Fr. Sylvester Tan, S.J.’s brilliant paper on unconscious sin in Chrétien’s Li Contes del Graal makes the following point about how St. Bernard understood the role of ignorance in his theology of sin:

Unlike some of the scholastic theologians of his day, Bernard is not interested in using ignorance to justify the failings of those who do not know God. Rather, out of a genuine concern for the well-being of those sinners, Bernard sees ignorance as an impediment to salvation that must be removed before any person is to attain true life, whether in this life or the next. Bernard takes to heart the words ‘be perfect, therefore, as your heavenly Father is perfect’ (Mt 5:48) and exhorts all his listeners to rid themselves of all that would keep them from loving God, regardless of whether they can find an excuse whereby they ought not to be held accountable for indulging, or having indulged, in this or that vice.
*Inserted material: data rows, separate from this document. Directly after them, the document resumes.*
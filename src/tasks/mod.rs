//! Scheduled maintenance tasks
//!
//! Every run of a task holds the task's named lock in the `tasks` namespace,
//! so overlapping schedules (in this process or another one sharing the
//! store) execute one at a time.

mod pool_top_up;
mod runner;

pub use pool_top_up::PoolTopUpTask;
pub use runner::TaskRunner;

use crate::error::{RelayerError, RelayerResult};

use async_trait::async_trait;
use chrono::{DateTime, Utc};
use std::fmt;
use std::str::FromStr;
use std::sync::Arc;
use std::time::Duration;
use tokio::sync::watch;
use tracing::info;

/// When a task runs
#[derive(Debug, Clone)]
pub enum Schedule {
    /// Fixed delay between the end of one run and the start of the next
    Every(Duration),
    /// Wall-clock times (UTC) from a cron expression with a seconds field
    Cron {
        expression: String,
        schedule: cron::Schedule,
    },
}

impl Schedule {
    pub fn cron(expression: &str) -> RelayerResult<Self> {
        let schedule = cron::Schedule::from_str(expression).map_err(|e| {
            RelayerError::Config(format!("invalid cron expression {}: {}", expression, e))
        })?;
        Ok(Schedule::Cron {
            expression: expression.to_string(),
            schedule,
        })
    }

    /// Time to wait from `now` until the next run, or `None` if the schedule has no further runs
    pub fn next_delay(&self, now: DateTime<Utc>) -> Option<Duration> {
        match self {
            Schedule::Every(interval) => Some(*interval),
            Schedule::Cron { schedule, .. } => schedule
                .after(&now)
                .next()
                .map(|at| (at - now).to_std().unwrap_or_default()),
        }
    }
}

impl fmt::Display for Schedule {
    fn fmt(&self, f: &mut fmt::Formatter<'_>) -> fmt::Result {
        match self {
            Schedule::Every(interval) => write!(f, "every {:?}", interval),
            Schedule::Cron { expression, .. } => write!(f, "cron '{}'", expression),
        }
    }
}

/// A periodic maintenance routine
#[async_trait]
pub trait Task: Send + Sync {
    /// Unique name; also the name of the task's lock
    fn name(&self) -> &str;

    /// Initial schedule
    fn schedule(&self) -> Schedule;

    /// One run. The returned message is logged.
    async fn execute(&self, ctx: &TaskContext) -> RelayerResult<String>;
}

/// Handle a running task uses to adjust its own schedule
#[derive(Clone)]
pub struct TaskContext {
    name: String,
    /// `None` once the task is stopped
    schedule: Arc<watch::Sender<Option<Schedule>>>,
}

impl TaskContext {
    fn new(name: &str, schedule: Schedule) -> Self {
        let (tx, _rx) = watch::channel(Some(schedule));
        Self {
            name: name.to_string(),
            schedule: Arc::new(tx),
        }
    }

    pub fn name(&self) -> &str {
        &self.name
    }

    /// Current schedule, or `None` if stopped
    pub fn schedule(&self) -> Option<Schedule> {
        self.schedule.borrow().clone()
    }

    /// Reschedule; takes effect after the current run
    pub fn set_schedule(&self, schedule: Schedule) {
        info!("Task {} rescheduled {}", self.name, schedule);
        self.schedule.send_replace(Some(schedule));
    }

    pub fn set_interval(&self, interval: Duration) {
        self.set_schedule(Schedule::Every(interval));
    }

    /// Stop scheduling further runs
    pub fn stop(&self) {
        info!("Task {} stopped", self.name);
        self.schedule.send_replace(None);
    }

    fn subscribe(&self) -> watch::Receiver<Option<Schedule>> {
        self.schedule.subscribe()
    }
}

#[cfg(test)]
mod tests {
    use super::*;
    use chrono::{Datelike, TimeZone, Timelike};

    #[test]
    fn test_cron_schedule_waits_for_next_match() {
        let schedule = Schedule::cron("0 0 2 * * *").unwrap();

        let now = Utc.with_ymd_and_hms(2024, 3, 1, 1, 30, 0).unwrap();
        assert_eq!(schedule.next_delay(now), Some(Duration::from_secs(30 * 60)));

        // Past today's slot: next run is tomorrow at 02:00
        let now = Utc.with_ymd_and_hms(2024, 3, 1, 2, 0, 1).unwrap();
        let delay = schedule.next_delay(now).unwrap();
        let next = now + chrono::Duration::from_std(delay).unwrap();
        assert_eq!((next.ordinal(), next.hour(), next.minute()), (62, 2, 0));

        assert_eq!(schedule.to_string(), "cron '0 0 2 * * *'");
    }

    #[test]
    fn test_interval_schedule_and_invalid_cron() {
        let every = Schedule::Every(Duration::from_secs(90));
        assert_eq!(every.next_delay(Utc::now()), Some(Duration::from_secs(90)));

        assert!(matches!(
            Schedule::cron("every tuesday"),
            Err(RelayerError::Config(_))
        ));
    }

    #[test]
    fn test_context_tracks_schedule_changes() {
        let ctx = TaskContext::new("topPoolAccounts", Schedule::Every(Duration::from_secs(60)));
        let mut rx = ctx.subscribe();

        ctx.set_schedule(Schedule::cron("0 */5 * * * *").unwrap());
        assert!(rx.has_changed().unwrap());
        assert!(matches!(rx.borrow_and_update().clone(), Some(Schedule::Cron { .. })));

        ctx.stop();
        assert!(ctx.schedule().is_none());
    }
}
There are some remarkable parallels between the controversy between St. Bernard and Abelard on this point, the controversy between Jansenists and Jesuits recounted in Pascal’s Provincial Letters, and current debates on Amoris Laetitia. One of these days I hope to write at length about them.


One thought on “St. Bernard on Ignorance and Sin

  1. One could write every week about St. Bernard and Abelard, and not be done with them for decades, at least. I always regret the many things I do not have time to read or write about, and the Bernard-Abelard dynamic is at the top of the list — especially as Abelard sets the stage for so much of scholasticism, and as he establishes the centrality of several evaluative categories (like the regulative role of intentionality in ethics) that were not central before, and which have carried into the modern period rather whole and intact. We are all Abelardians, in a sense, and live on this side of the changes he inaugurated, seeing the alternatives he displaced as fundamentally foreign (we look at the canons in some older penitentials about being responsible for, say, things that happen to the Eucharist beyond our power as almost unintelligible, because our intentions were not involved, nor our involuntary agency), but if one’s heart is not moved by St. Bernard, it is quite possible that one is not human.